While we’re on the thank you train, let me thank each and every one of you that read these posts and continue to pray for us and our little family. You have blanketed us in love and made us feel comoforted in a time of turmoil and that’s something special, it makes us recognize what great family and friends we have!
Moving on to the NICU part of our stay, Sue, our nurse after birth, broke some rules/protocol by making sure Lindsay was put in a surgery bed and wheeled over to the NICU, just in time to be able to feed our little guy. I don’t know if Lindsay or Sue saw it or not but I may or may not have got a little emotional in the hallway knowing the rules that were broken to make that very, very intimate and special moment happen between a mama and her new baby boy. It touched my heart that Dr. Leonardi backed her actions and told her/everyone that he came into contact with that they were to do “everything in their power, with his backing” to get her to the NICU as much and as early as possible during our stay. Sue stuck with us through the entire stay in the hospital, taking time from her day/breaks to come and check on us and our little guy and she even is following along with our miracle on Facebook now. After having amazing night nurses during labor, then Sue, we didn’t think anyone could come close. Wrong. We had back to back Theresa’s in the NICU and they were both the sweetest, most comforting and informative nurses and we knew our boy was in good hands.
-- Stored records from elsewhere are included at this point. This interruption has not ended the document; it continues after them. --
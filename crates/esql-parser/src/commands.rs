//! Source and processing command grammars, plus names and patterns

use esql_ast::{
    CommandKind, CommandOption, EnrichWithClause, Field, Identifier, IdentifierPattern,
    NullsOrdering, OrderExpression, Ordering, PolicyName, QualifiedName, QualifiedNamePattern,
    RenameClause, Setting, ShowKind, Span,
};
use esql_lexer::TokenKind;

use crate::error::{describe_found, ParseError};
use crate::literal::unquote_identifier;
use crate::parser::Parser;

const IDENTIFIER: [TokenKind; 2] = [TokenKind::Identifier, TokenKind::QuotedIdentifier];
const IDENTIFIER_PATTERN: [TokenKind; 2] =
    [TokenKind::IdentifierPattern, TokenKind::QuotedIdentifier];
const SOURCE_IDENTIFIER: [TokenKind; 2] =
    [TokenKind::SourceIdentifier, TokenKind::QuotedIdentifier];

impl<'a> Parser<'a> {
    // === Source commands ===

    /// FROM sourceIdentifier (',' sourceIdentifier)* metadata?
    pub(crate) fn parse_from(&mut self) -> Result<CommandKind, ParseError> {
        self.expect(TokenKind::From)?;
        let indices = self.comma_separated(Self::parse_source_identifier)?;
        let metadata = if self.eat(TokenKind::OpeningBracket) {
            self.expect(TokenKind::Metadata)?;
            let fields = self.comma_separated(Self::parse_source_identifier)?;
            self.expect(TokenKind::ClosingBracket)?;
            Some(fields)
        } else if self.eat(TokenKind::Metadata) {
            Some(self.comma_separated(Self::parse_source_identifier)?)
        } else {
            None
        };
        Ok(CommandKind::From { indices, metadata })
    }

    /// ROW fields
    pub(crate) fn parse_row(&mut self) -> Result<CommandKind, ParseError> {
        self.expect(TokenKind::Row)?;
        let fields = self.parse_fields()?;
        Ok(CommandKind::Row { fields })
    }

    /// SHOW (INFO | FUNCTIONS)
    pub(crate) fn parse_show(&mut self) -> Result<CommandKind, ParseError> {
        self.expect(TokenKind::Show)?;
        let kind = match self.expect_any(&[TokenKind::Info, TokenKind::Functions])?.kind {
            TokenKind::Info => ShowKind::Info,
            _ => ShowKind::Functions,
        };
        Ok(CommandKind::Show { kind })
    }

    /// EXPLAIN '[' query ']'
    pub(crate) fn parse_explain(&mut self) -> Result<CommandKind, ParseError> {
        self.expect(TokenKind::Explain)?;
        self.expect(TokenKind::OpeningBracket)?;
        let subquery = self.parse_subquery()?;
        self.expect(TokenKind::ClosingBracket)?;
        Ok(CommandKind::Explain {
            subquery: Box::new(subquery),
        })
    }

    // === Processing commands ===

    pub(crate) fn parse_eval(&mut self) -> Result<CommandKind, ParseError> {
        self.expect(TokenKind::Eval)?;
        let fields = self.parse_fields()?;
        Ok(CommandKind::Eval { fields })
    }

    pub(crate) fn parse_where(&mut self) -> Result<CommandKind, ParseError> {
        self.expect(TokenKind::Where)?;
        let predicate = self.parse_boolean_expression()?;
        Ok(CommandKind::Where { predicate })
    }

    /// LIMIT INTEGER_LITERAL
    pub(crate) fn parse_limit(&mut self) -> Result<CommandKind, ParseError> {
        self.expect(TokenKind::Limit)?;
        let token = self.expect(TokenKind::Integer)?;
        let count = token.lexeme.parse::<u64>().map_err(|_| ParseError::InvalidLiteral {
            message: "limit out of range".to_string(),
            found: describe_found(&token),
            span: token.span,
        })?;
        Ok(CommandKind::Limit { count })
    }

    /// SORT orderExpression (',' orderExpression)*
    pub(crate) fn parse_sort(&mut self) -> Result<CommandKind, ParseError> {
        self.expect(TokenKind::Sort)?;
        let order = self.comma_separated(Self::parse_order_expression)?;
        Ok(CommandKind::Sort { order })
    }

    fn parse_order_expression(&mut self) -> Result<OrderExpression, ParseError> {
        let start = self.start();
        let expr = self.parse_boolean_expression()?;
        let ordering = if self.eat(TokenKind::Asc) {
            Some(Ordering::Asc)
        } else if self.eat(TokenKind::Desc) {
            Some(Ordering::Desc)
        } else {
            None
        };
        let nulls = if self.eat(TokenKind::Nulls) {
            match self.expect_any(&[TokenKind::First, TokenKind::Last])?.kind {
                TokenKind::First => Some(NullsOrdering::First),
                _ => Some(NullsOrdering::Last),
            }
        } else {
            None
        };
        Ok(OrderExpression {
            expr,
            ordering,
            nulls,
            span: self.span_from(start),
        })
    }

    /// (KEEP | PROJECT) patterns; both spellings build the same node
    pub(crate) fn parse_keep(&mut self) -> Result<CommandKind, ParseError> {
        self.expect_any(&[TokenKind::Keep, TokenKind::Project])?;
        let patterns = self.comma_separated(Self::parse_qualified_name_pattern)?;
        Ok(CommandKind::Keep { patterns })
    }

    pub(crate) fn parse_drop(&mut self) -> Result<CommandKind, ParseError> {
        self.expect(TokenKind::Drop)?;
        let patterns = self.comma_separated(Self::parse_qualified_name_pattern)?;
        Ok(CommandKind::Drop { patterns })
    }

    /// RENAME old AS new (',' old AS new)*
    pub(crate) fn parse_rename(&mut self) -> Result<CommandKind, ParseError> {
        self.expect(TokenKind::Rename)?;
        let clauses = self.comma_separated(|p| {
            let start = p.start();
            let old_name = p.parse_qualified_name_pattern()?;
            p.expect(TokenKind::As)?;
            let new_name = p.parse_qualified_name_pattern()?;
            Ok(RenameClause {
                old_name,
                new_name,
                span: p.span_from(start),
            })
        })?;
        Ok(CommandKind::Rename { clauses })
    }

    /// STATS fields? (BY fields)?
    pub(crate) fn parse_stats(&mut self) -> Result<CommandKind, ParseError> {
        self.expect(TokenKind::Stats)?;
        let aggs = if self.at(TokenKind::By) || self.at_command_end() {
            None
        } else {
            Some(self.parse_fields()?)
        };
        let group_by = self.parse_group_by()?;
        Ok(CommandKind::Stats { aggs, group_by })
    }

    /// INLINESTATS fields (BY fields)?
    pub(crate) fn parse_inline_stats(&mut self) -> Result<CommandKind, ParseError> {
        self.expect(TokenKind::InlineStats)?;
        let aggs = self.parse_fields()?;
        let group_by = self.parse_group_by()?;
        Ok(CommandKind::InlineStats { aggs, group_by })
    }

    fn parse_group_by(&mut self) -> Result<Option<Vec<Field>>, ParseError> {
        if self.eat(TokenKind::By) {
            Ok(Some(self.parse_fields()?))
        } else {
            Ok(None)
        }
    }

    /// DISSECT primaryExpression string commandOptions?
    pub(crate) fn parse_dissect(&mut self) -> Result<CommandKind, ParseError> {
        self.expect(TokenKind::Dissect)?;
        let target = self.parse_primary_expression()?;
        let pattern = self.parse_string()?;
        let options = if self.eat(TokenKind::OpeningBracket) {
            let options = self.comma_separated(Self::parse_command_option)?;
            self.expect(TokenKind::ClosingBracket)?;
            options
        } else if self.at_any(&IDENTIFIER) {
            self.comma_separated(Self::parse_command_option)?
        } else {
            Vec::new()
        };
        Ok(CommandKind::Dissect {
            target,
            pattern,
            options,
        })
    }

    /// identifier '=' constant, where numbers may carry a sign
    fn parse_command_option(&mut self) -> Result<CommandOption, ParseError> {
        let start = self.start();
        let name = self.parse_identifier()?;
        self.expect(TokenKind::Assign)?;
        let value = self.parse_signed_constant()?;
        Ok(CommandOption {
            name,
            value,
            span: self.span_from(start),
        })
    }

    /// GROK primaryExpression string
    pub(crate) fn parse_grok(&mut self) -> Result<CommandKind, ParseError> {
        self.expect(TokenKind::Grok)?;
        let target = self.parse_primary_expression()?;
        let pattern = self.parse_string()?;
        Ok(CommandKind::Grok { target, pattern })
    }

    pub(crate) fn parse_mv_expand(&mut self) -> Result<CommandKind, ParseError> {
        self.expect(TokenKind::MvExpand)?;
        let name = self.parse_qualified_name()?;
        Ok(CommandKind::MvExpand { name })
    }

    /// ENRICH setting* policyName (ON pattern)? (WITH withClause (',' withClause)*)?
    pub(crate) fn parse_enrich(&mut self) -> Result<CommandKind, ParseError> {
        self.expect(TokenKind::Enrich)?;
        let mut settings = Vec::new();
        while self.at(TokenKind::OpeningBracket) {
            settings.push(self.parse_setting()?);
        }
        let token = self.expect(TokenKind::PolicyName)?;
        let policy = PolicyName {
            name: token.lexeme.to_string(),
            span: token.span,
        };
        let match_field = if self.eat(TokenKind::On) {
            Some(self.parse_qualified_name_pattern()?)
        } else {
            None
        };
        let with = if self.eat(TokenKind::With) {
            Some(self.comma_separated(Self::parse_enrich_with_clause)?)
        } else {
            None
        };
        Ok(CommandKind::Enrich {
            settings,
            policy,
            match_field,
            with,
        })
    }

    /// '[' name ':' value ']'
    fn parse_setting(&mut self) -> Result<Setting, ParseError> {
        let start = self.start();
        self.expect(TokenKind::OpeningBracket)?;
        let name = self.expect(TokenKind::SettingText)?.lexeme.to_string();
        self.expect(TokenKind::Colon)?;
        let value = self.expect(TokenKind::SettingText)?.lexeme.to_string();
        self.expect(TokenKind::ClosingBracket)?;
        Ok(Setting {
            name,
            value,
            span: self.span_from(start),
        })
    }

    /// (newName '=')? enrichField
    fn parse_enrich_with_clause(&mut self) -> Result<EnrichWithClause, ParseError> {
        let start = self.start();
        let first = self.parse_qualified_name_pattern()?;
        let (new_name, enrich_field) = if self.eat(TokenKind::Assign) {
            (Some(first), self.parse_qualified_name_pattern()?)
        } else {
            (None, first)
        };
        Ok(EnrichWithClause {
            new_name,
            enrich_field,
            span: self.span_from(start),
        })
    }

    // === Fields ===

    pub(crate) fn parse_fields(&mut self) -> Result<Vec<Field>, ParseError> {
        self.comma_separated(Self::parse_field)
    }

    /// (qualifiedName '=')? booleanExpression
    fn parse_field(&mut self) -> Result<Field, ParseError> {
        let start = self.start();
        let name = if self.assignment_ahead() {
            let name = self.parse_qualified_name()?;
            self.expect(TokenKind::Assign)?;
            Some(name)
        } else {
            None
        };
        let value = self.parse_boolean_expression()?;
        Ok(Field {
            name,
            value,
            span: self.span_from(start),
        })
    }

    /// Scan `identifier ('.' identifier)* '='` without consuming anything
    fn assignment_ahead(&mut self) -> bool {
        let mut n = 0;
        loop {
            if !IDENTIFIER.contains(&self.peek_nth(n)) {
                return false;
            }
            match self.peek_nth(n + 1) {
                TokenKind::Dot => n += 2,
                TokenKind::Assign => return true,
                _ => return false,
            }
        }
    }

    // === Names ===

    pub(crate) fn parse_identifier(&mut self) -> Result<Identifier, ParseError> {
        let token = self.expect_any(&IDENTIFIER)?;
        Ok(to_identifier(token.kind, token.lexeme, token.span))
    }

    fn parse_source_identifier(&mut self) -> Result<Identifier, ParseError> {
        let token = self.expect_any(&SOURCE_IDENTIFIER)?;
        Ok(to_identifier(token.kind, token.lexeme, token.span))
    }

    /// identifier ('.' identifier)*
    pub(crate) fn parse_qualified_name(&mut self) -> Result<QualifiedName, ParseError> {
        let start = self.start();
        let mut parts = vec![self.parse_identifier()?];
        while self.eat(TokenKind::Dot) {
            parts.push(self.parse_identifier()?);
        }
        Ok(QualifiedName {
            parts,
            span: self.span_from(start),
        })
    }

    /// identifierPattern ('.' identifierPattern)*
    pub(crate) fn parse_qualified_name_pattern(
        &mut self,
    ) -> Result<QualifiedNamePattern, ParseError> {
        let start = self.start();
        let mut parts = vec![self.parse_identifier_pattern()?];
        while self.eat(TokenKind::Dot) {
            parts.push(self.parse_identifier_pattern()?);
        }
        Ok(QualifiedNamePattern {
            parts,
            span: self.span_from(start),
        })
    }

    fn parse_identifier_pattern(&mut self) -> Result<IdentifierPattern, ParseError> {
        let token = self.expect_any(&IDENTIFIER_PATTERN)?;
        let quoted = token.kind == TokenKind::QuotedIdentifier;
        let pattern = if quoted {
            unquote_identifier(token.lexeme)
        } else {
            token.lexeme.to_string()
        };
        Ok(IdentifierPattern {
            pattern,
            quoted,
            span: token.span,
        })
    }
}

fn to_identifier(kind: TokenKind, lexeme: &str, span: Span) -> Identifier {
    if kind == TokenKind::QuotedIdentifier {
        Identifier::new(unquote_identifier(lexeme), true, span)
    } else {
        Identifier::new(lexeme, false, span)
    }
}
Bentley was 35 weeks 4 days and had to stay in the NICU (protocol) until he was 36 weeks unless he showed good health, then he would be discharged after he passed testing. We spent 5 days in that miraculous wing of the hospital and I have a new appreciation for both NICU nurses and the families that have the misfortune of spending time in the NICU. We heard stories of 1 pound babies, crack/drug babies, rare-disorders, incredibly complex needs for care and 6 month NICU stays followed by Children’s Hospital stays. I can’t even imagine the courage, strength, persistance, love and patience that it would take to stay there that long and I pray each day now (have since we left) that every single baby and family member/caregiver be blessed by the hand of God and that they all get to go home in good health as soon as possible. Our time in the NICU included way too many heel pricks and bilirubin lights (jaundice lights) but no other injections of any kind or any wires/tubes besides a pulse-ox (oximeter) cuff. We were incredibly luck that despite Bentley’s severely low RBC (red blood cells), WBC (white blood cells) and platelet levels that he was able to slowly rebound before making a drastic jump between hospital discharge until our first pediatrician appointment.
On our 5th day in the NICU we headed home, exhausted and emotional about our time there but Lindsay and I held hands and cried together on our way home, happy to have a monumental step in this journey behind us. Not only was the step behind us but we had a beautiful, sleeping baby laying next to Lindsay and we were taking our miracle home to love on him extra hard now that he was here.
That said, we were at a fork in our journey’s path. We now had our miracle baby here and that battle had been won but now it was time to redirect all our energy on Lindsay and her battle with cancer. Tomorrow marks a big, big day in this new path that we’re on. Lindsay goes in for her PET (positron emission tomography) scans that will determine the direction of the rest of our path. Therefore, we need your prayers more than ever! We need good results from these scans so we can move forward and then move on from this awful, awful disease.
I haven’t even touched on my little Bentley buddy or our last 3 weeks at home yet but I plan to do that tomorrow evening. I just wanted this post out there so we can get everyone’s prayers working and helping us through one more major obstacle of this journey!